Why do you think women pursue careers in engineering despite the marginalization they reported in your research?
SS: A large number of them who report negative experiences stay with engineering because they believe they can handle and overcome the obstacles, and that engineering is an objective meritocracy that will appropriately reward them. They are ambitious and confident. When women leave, it’s more often because they find it not only a hostile environment, but they also don’t think the work will be sufficiently interesting.
What are the challenges involved in repairing these gender dynamics?
SS: Both men and women have to recognize that it’s not an objective meritocracy. Engineers often apply the logic of machines to people, but people are not machines in any of their actions; thus they are not entirely objective. As hard as they may try, they incorporate preferences, prejudices, and commonplace norms into their decisions, often unconsciously. Like most professions, engineering develops local, idiosyncratic criteria that the actors don’t always recognize. The problem is that organizations and cultures reproduce themselves.
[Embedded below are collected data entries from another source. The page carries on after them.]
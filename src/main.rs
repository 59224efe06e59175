mod chart;
mod chartspec;
mod model;
mod palette;
mod stats;
mod store;
mod ui;

use ui::Dayboard;

/// Best effort; the dashboard runs fine without logging. The returned
/// handle must stay alive for the lifetime of the process.
fn init_logging() -> Option<flexi_logger::LoggerHandle> {
    let spec = std::env::var("DAYBOARD_LOG").unwrap_or_else(|_| String::from("info"));
    match flexi_logger::Logger::try_with_str(&spec).and_then(|l| l.start()) {
        Ok(handle) => Some(handle),
        Err(e) => {
            eprintln!("logger init failed: {e}");
            None
        }
    }
}

fn main() -> iced::Result {
    let _logger = init_logging();
    log::info!("starting dayboard v{}", env!("CARGO_PKG_VERSION"));

    iced::application(Dayboard::title, Dayboard::update, Dayboard::view)
        .theme(Dayboard::theme)
        .window(iced::window::Settings {
            size: (950.0, 680.0).into(),
            min_size: Some((720.0, 520.0).into()),
            ..Default::default()
        })
        .run_with(|| (Dayboard::new(), iced::Task::none()))
}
The people who control the resources more often reward those who are like themselves.
We can split the atom and make new materials, but social institutions—and engineering is not only a profession but an institution—are durable because they are hard to change, perhaps harder than matter, and routinely reproduce their habits.
Is there a way forward through education?
SS: Of course there is, but it requires change. Engineering tries to squeeze everything into four years, and in the process squeezes out ethical, social, and cultural education. Students should be able to explore more, and explore out of their comfort zones. They need to encounter history, political science, literature, and sociology to challenge what they know and are skilled at so that they can learn about other ways of thinking and acting, and yes, other ways of encountering the world, making decisions and solving problems.
We’ve overcome the pipeline problem. There are plenty of women highly skilled in what is required for engineering. It is now a local culture problem. We need to provide each student with the opportunities to develop the skills of self-learning and observation of self and others in order to figure out how to manage oneself for lifelong learning. When people are not open to epistemological variety—different kinds of knowledge-making—they tend to stick with what is most comfortable, and that’s how you get groupthink, as well as misogyny.
Your paper notes that any reforms in engineering education aimed at encouraging gender parity must address the workplace as well as curriculum, because workplace experiences are often what discourage women from pursuing engineering careers. And in a recent MIT News interview, you mentioned a potential strategy might be to offer “directed internship seminars.” What would that entail?
SS: I had in mind parallel mentoring and group discussion, perhaps some reading about the internship experience as it was ongoing. Those discussions would not only provide support for the students but would also educate them in organizational and social processes, culture, and professional work. Many sociology departments, for example, offer such internship courses for their students to learn about how organizations work and what the world of work is like. It is both a hands-on practical experience and a scholarly exploration.